The first section, "Paul and Moses", paints a picture of Paul in his historical context as someone concerned above all with the establishment and legitimization of a new people of God, against the Roman and rabbinical powers that were out to separate him from the love of God. We're reminded here that the word "Christian" never once appears in Paul, and that he is really concerned with a new understanding of Israel as "all Israel". In other words, Paul is trying to outbid Moses himself, animated by the same concerns of guilt and atonement. But Paul, against a kinship of the flesh, interprets a kinship of the promise. This kinship is not based in religious, institutional, or worldly things (no Jew, no Greek-- and no Christian!).
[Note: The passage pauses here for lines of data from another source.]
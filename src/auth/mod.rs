//! Scoped bearer tokens.
//!
//! Every token is bound to exactly one domain: the system domain or a single
//! trust. A token is only honoured on requests that resolved to that same
//! domain, which keeps system operators off trust hosts and trust staff off
//! the system host and each other's hosts.

use std::fmt;

use chrono::{Duration, Utc};
use jsonwebtoken::{decode, encode, Algorithm, DecodingKey, EncodingKey, Header, Validation};
use serde::{Deserialize, Serialize};
use thiserror::Error;
use uuid::Uuid;

use crate::config::SecurityConfig;
use crate::tenant::TenantContext;

const TRUST_SCOPE_PREFIX: &str = "trust:";

#[derive(Debug, Error, PartialEq, Eq)]
pub enum TokenError {
    #[error("JWT secret not configured")]
    SecretMissing,

    #[error("Missing Authorization header")]
    Missing,

    #[error("{0}")]
    Malformed(String),

    #[error("Invalid token: {0}")]
    Invalid(String),

    #[error("Cross-domain access denied")]
    ScopeMismatch,

    #[error("Role {0} may not perform this operation")]
    InsufficientRole(Role),
}

/// Domain a token is valid for. Serialized as `system` or `trust:<code>`.
#[derive(Debug, Clone, PartialEq, Eq, Serialize, Deserialize)]
#[serde(try_from = "String", into = "String")]
pub enum TokenScope {
    System,
    Trust(String),
}

impl TokenScope {
    /// Scope a request context demands
    pub fn for_context(context: &TenantContext) -> Self {
        match context {
            TenantContext::System => TokenScope::System,
            TenantContext::Trust(trust) => TokenScope::Trust(trust.trust_code.to_ascii_lowercase()),
        }
    }

    /// Whether this scope grants access to the context; trust codes compare
    /// case-insensitively
    pub fn covers(&self, context: &TenantContext) -> bool {
        match (self, context) {
            (TokenScope::System, TenantContext::System) => true,
            (TokenScope::Trust(code), TenantContext::Trust(trust)) => {
                code.eq_ignore_ascii_case(&trust.trust_code)
            }
            _ => false,
        }
    }
}

impl fmt::Display for TokenScope {
    fn fmt(&self, f: &mut fmt::Formatter<'_>) -> fmt::Result {
        match self {
            TokenScope::System => f.write_str("system"),
            TokenScope::Trust(code) => write!(f, "{}{}", TRUST_SCOPE_PREFIX, code),
        }
    }
}

impl TryFrom<String> for TokenScope {
    type Error = String;

    fn try_from(value: String) -> Result<Self, Self::Error> {
        if value == "system" {
            return Ok(TokenScope::System);
        }
        match value.strip_prefix(TRUST_SCOPE_PREFIX) {
            Some(code) if !code.is_empty() => Ok(TokenScope::Trust(code.to_ascii_lowercase())),
            _ => Err(format!("invalid token scope '{}'", value)),
        }
    }
}

impl From<TokenScope> for String {
    fn from(scope: TokenScope) -> Self {
        scope.to_string()
    }
}

impl std::str::FromStr for TokenScope {
    type Err = String;

    /// Accepts `system`, `trust:<code>`, or a bare trust code
    fn from_str(s: &str) -> Result<Self, Self::Err> {
        let s = s.trim();
        if s.is_empty() {
            return Err("scope cannot be empty".to_string());
        }
        if s == "system" || s.starts_with(TRUST_SCOPE_PREFIX) {
            return TokenScope::try_from(s.to_string());
        }
        Ok(TokenScope::Trust(s.to_ascii_lowercase()))
    }
}

#[derive(Debug, Clone, Copy, PartialEq, Eq, Serialize, Deserialize)]
#[serde(rename_all = "SCREAMING_SNAKE_CASE")]
pub enum Role {
    SystemAdmin,
    TrustAdmin,
    Staff,
}

impl fmt::Display for Role {
    fn fmt(&self, f: &mut fmt::Formatter<'_>) -> fmt::Result {
        f.write_str(match self {
            Role::SystemAdmin => "SYSTEM_ADMIN",
            Role::TrustAdmin => "TRUST_ADMIN",
            Role::Staff => "STAFF",
        })
    }
}

impl std::str::FromStr for Role {
    type Err = String;

    fn from_str(s: &str) -> Result<Self, Self::Err> {
        match s.trim().to_ascii_uppercase().as_str() {
            "SYSTEM_ADMIN" => Ok(Role::SystemAdmin),
            "TRUST_ADMIN" => Ok(Role::TrustAdmin),
            "STAFF" => Ok(Role::Staff),
            other => Err(format!("unknown role '{}'", other)),
        }
    }
}

#[derive(Debug, Clone, Serialize, Deserialize)]
pub struct Claims {
    pub sub: String,
    pub scope: TokenScope,
    pub role: Role,
    pub iss: String,
    pub iat: i64,
    pub exp: i64,
    pub jti: String,
}

impl Claims {
    pub fn new(
        sub: impl Into<String>,
        scope: TokenScope,
        role: Role,
        security: &SecurityConfig,
    ) -> Result<Self, TokenError> {
        let hours = i64::try_from(security.jwt_expiry_hours)
            .map_err(|_| TokenError::Invalid("token lifetime out of range".to_string()))?;
        Self::with_expiry(sub, scope, role, security, hours)
    }

    /// Claims expiring `expiry_hours` from now; lifetimes past chrono's
    /// range are rejected rather than wrapped
    pub fn with_expiry(
        sub: impl Into<String>,
        scope: TokenScope,
        role: Role,
        security: &SecurityConfig,
        expiry_hours: i64,
    ) -> Result<Self, TokenError> {
        let now = Utc::now();
        let exp = Duration::try_hours(expiry_hours)
            .and_then(|lifetime| now.checked_add_signed(lifetime))
            .ok_or_else(|| TokenError::Invalid("token lifetime out of range".to_string()))?;

        Ok(Self {
            sub: sub.into(),
            scope,
            role,
            iss: security.jwt_issuer.clone(),
            iat: now.timestamp(),
            exp: exp.timestamp(),
            jti: Uuid::new_v4().to_string(),
        })
    }
}

pub fn generate_token(claims: &Claims, security: &SecurityConfig) -> Result<String, TokenError> {
    if security.jwt_secret.is_empty() {
        return Err(TokenError::SecretMissing);
    }

    let encoding_key = EncodingKey::from_secret(security.jwt_secret.as_bytes());
    encode(&Header::new(Algorithm::HS256), claims, &encoding_key)
        .map_err(|e| TokenError::Invalid(e.to_string()))
}

pub fn validate_token(token: &str, security: &SecurityConfig) -> Result<Claims, TokenError> {
    if security.jwt_secret.is_empty() {
        return Err(TokenError::SecretMissing);
    }

    let decoding_key = DecodingKey::from_secret(security.jwt_secret.as_bytes());
    let mut validation = Validation::new(Algorithm::HS256);
    validation.set_issuer(&[security.jwt_issuer.as_str()]);

    decode::<Claims>(token, &decoding_key, &validation)
        .map(|data| data.claims)
        .map_err(|e| TokenError::Invalid(e.to_string()))
}

/// Reject tokens issued for a different domain than the request resolved to
pub fn authorize(claims: &Claims, context: &TenantContext) -> Result<(), TokenError> {
    if !claims.scope.covers(context) {
        return Err(TokenError::ScopeMismatch);
    }
    // A trust token can never carry the platform role
    if matches!(claims.scope, TokenScope::Trust(_)) && claims.role == Role::SystemAdmin {
        return Err(TokenError::InsufficientRole(claims.role));
    }
    Ok(())
}

/// Extract the bearer token from an Authorization header value
pub fn bearer_token(header: Option<&str>) -> Result<&str, TokenError> {
    let value = header.ok_or(TokenError::Missing)?;
    let token = value
        .strip_prefix("Bearer ")
        .ok_or_else(|| TokenError::Malformed("Authorization header must use Bearer token format".to_string()))?
        .trim();
    if token.is_empty() {
        return Err(TokenError::Malformed("Empty JWT token".to_string()));
    }
    Ok(token)
}

#[cfg(test)]
mod tests {
    use super::*;
    use crate::config::AppConfig;
    use crate::testing::trust_fixture;
    use crate::database::TrustStatus;

    fn security() -> SecurityConfig {
        AppConfig::development().security
    }

    fn trust_context(code: &str) -> TenantContext {
        TenantContext::Trust(trust_fixture(1, code, TrustStatus::Active))
    }

    #[test]
    fn token_roundtrip() {
        let security = security();
        let claims = Claims::new("sysadmin", TokenScope::System, Role::SystemAdmin, &security).unwrap();
        let token = generate_token(&claims, &security).unwrap();

        let decoded = validate_token(&token, &security).unwrap();
        assert_eq!(decoded.sub, "sysadmin");
        assert_eq!(decoded.scope, TokenScope::System);
        assert_eq!(decoded.role, Role::SystemAdmin);
    }

    #[test]
    fn wrong_secret_and_issuer_are_rejected() {
        let security = security();
        let claims = Claims::new("a", TokenScope::System, Role::SystemAdmin, &security).unwrap();
        let token = generate_token(&claims, &security).unwrap();

        let mut other = security.clone();
        other.jwt_secret = "another-secret".into();
        assert!(matches!(validate_token(&token, &other), Err(TokenError::Invalid(_))));

        let mut other = security.clone();
        other.jwt_issuer = "someone-else".into();
        assert!(matches!(validate_token(&token, &other), Err(TokenError::Invalid(_))));
    }

    #[test]
    fn expired_tokens_are_rejected() {
        let security = security();
        let claims = Claims::with_expiry("a", TokenScope::System, Role::SystemAdmin, &security, -2).unwrap();
        let token = generate_token(&claims, &security).unwrap();
        assert!(matches!(validate_token(&token, &security), Err(TokenError::Invalid(_))));
    }

    #[test]
    fn empty_secret_refuses_to_sign() {
        let mut security = security();
        security.jwt_secret.clear();
        let claims = Claims::new("a", TokenScope::System, Role::SystemAdmin, &security).unwrap();
        assert_eq!(generate_token(&claims, &security), Err(TokenError::SecretMissing));
    }

    #[test]
    fn scope_serializes_as_tagged_string() {
        let scope = TokenScope::Trust("demo".into());
        assert_eq!(serde_json::to_value(&scope).unwrap(), "trust:demo");
        let parsed: TokenScope = serde_json::from_value("system".into()).unwrap();
        assert_eq!(parsed, TokenScope::System);
        assert!(serde_json::from_value::<TokenScope>("trust:".into()).is_err());
    }

    #[test]
    fn scope_parses_bare_codes() {
        assert_eq!("demo".parse::<TokenScope>().unwrap(), TokenScope::Trust("demo".into()));
        assert_eq!("trust:system".parse::<TokenScope>().unwrap(), TokenScope::Trust("system".into()));
        assert_eq!("system".parse::<TokenScope>().unwrap(), TokenScope::System);
    }

    #[test]
    fn system_token_is_blocked_on_trust_host() {
        let claims = Claims::new("sysadmin", TokenScope::System, Role::SystemAdmin, &security()).unwrap();
        assert_eq!(authorize(&claims, &trust_context("demo")), Err(TokenError::ScopeMismatch));
        assert_eq!(authorize(&claims, &TenantContext::System), Ok(()));
    }

    #[test]
    fn trust_token_is_blocked_elsewhere() {
        let claims = Claims::new(
            "admin@demo.school",
            TokenScope::Trust("demo".into()),
            Role::TrustAdmin,
            &security(),
        )
        .unwrap();
        assert_eq!(authorize(&claims, &trust_context("demo")), Ok(()));
        assert_eq!(authorize(&claims, &trust_context("maroon")), Err(TokenError::ScopeMismatch));
        assert_eq!(authorize(&claims, &TenantContext::System), Err(TokenError::ScopeMismatch));
    }

    #[test]
    fn trust_named_system_cannot_borrow_system_tokens() {
        let claims = Claims::new("sysadmin", TokenScope::System, Role::SystemAdmin, &security()).unwrap();
        assert_eq!(authorize(&claims, &trust_context("system")), Err(TokenError::ScopeMismatch));
    }

    #[test]
    fn trust_scope_cannot_hold_platform_role() {
        let claims = Claims::new("x", TokenScope::Trust("demo".into()), Role::SystemAdmin, &security()).unwrap();
        assert_eq!(
            authorize(&claims, &trust_context("demo")),
            Err(TokenError::InsufficientRole(Role::SystemAdmin))
        );
    }

    #[test]
    fn bearer_header_parsing() {
        assert_eq!(bearer_token(Some("Bearer abc")), Ok("abc"));
        assert_eq!(bearer_token(None), Err(TokenError::Missing));
        assert!(matches!(bearer_token(Some("Basic abc")), Err(TokenError::Malformed(_))));
        assert!(matches!(bearer_token(Some("Bearer   ")), Err(TokenError::Malformed(_))));
    }

    #[test]
    fn out_of_range_lifetime_is_an_error() {
        let security = security();
        let result =
            Claims::with_expiry("a", TokenScope::System, Role::SystemAdmin, &security, 9_999_999_999_999);
        assert!(matches!(result, Err(TokenError::Invalid(_))));

        let mut security = security;
        security.jwt_expiry_hours = u64::MAX;
        assert!(Claims::new("a", TokenScope::System, Role::SystemAdmin, &security).is_err());
    }

    #[test]
    fn scope_codes_are_case_insensitive() {
        assert_eq!("Demo".parse::<TokenScope>().unwrap(), TokenScope::Trust("demo".into()));
        assert_eq!("trust:DEMO".parse::<TokenScope>().unwrap(), TokenScope::Trust("demo".into()));

        let claims = Claims::new(
            "staff@demo.school",
            "Demo".parse().unwrap(),
            Role::Staff,
            &security(),
        )
        .unwrap();
        assert_eq!(authorize(&claims, &trust_context("demo")), Ok(()));
        assert_eq!(authorize(&claims, &trust_context("DEMO")), Ok(()));
        assert_eq!(authorize(&claims, &trust_context("maroon")), Err(TokenError::ScopeMismatch));
    }
}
Nothing in nature, flesh, or "works". Indeed, it is not based in anything immanent, but solely in SPIRIT and LOVE. Taubes points out what is latent in Romans 9:1-3, when Paul tells us that he would have himself accursed from the Messiah, from his people, the covenant, the fathers, etc., all for the sake of establishing this community in love (i.e., "all Israel") and to show the true meaning of the "promise" (which amounts to a promise of the transcendence of love and the promise of a new kind of human community). After countless excursus, analyses, and touching anecdotes from his long life, Taubes goes so far as to show how Paul is polemical against Jesus himself, namely in Romans 13:9. In his view, what Paul says there constitutes an "absolutely revolutionary act": he no longer professes the dual commandment of Jesus [love the Lord and love your neighbor, Luke 10:27], but a single one: "'love thy neighbor as thyself'". Of course, this is just a taste of all that Taubes shares in this first section (which includes some beautiful passages discussing the experience of the Day of Atonement à la Rosenzweig) but ultimately what drives Paul's "political theology" appears to be this: "all members are equal... in pneuma and in agape with one another. Sociologically this means: a new kind of union, a new intimacy is created" (p 52).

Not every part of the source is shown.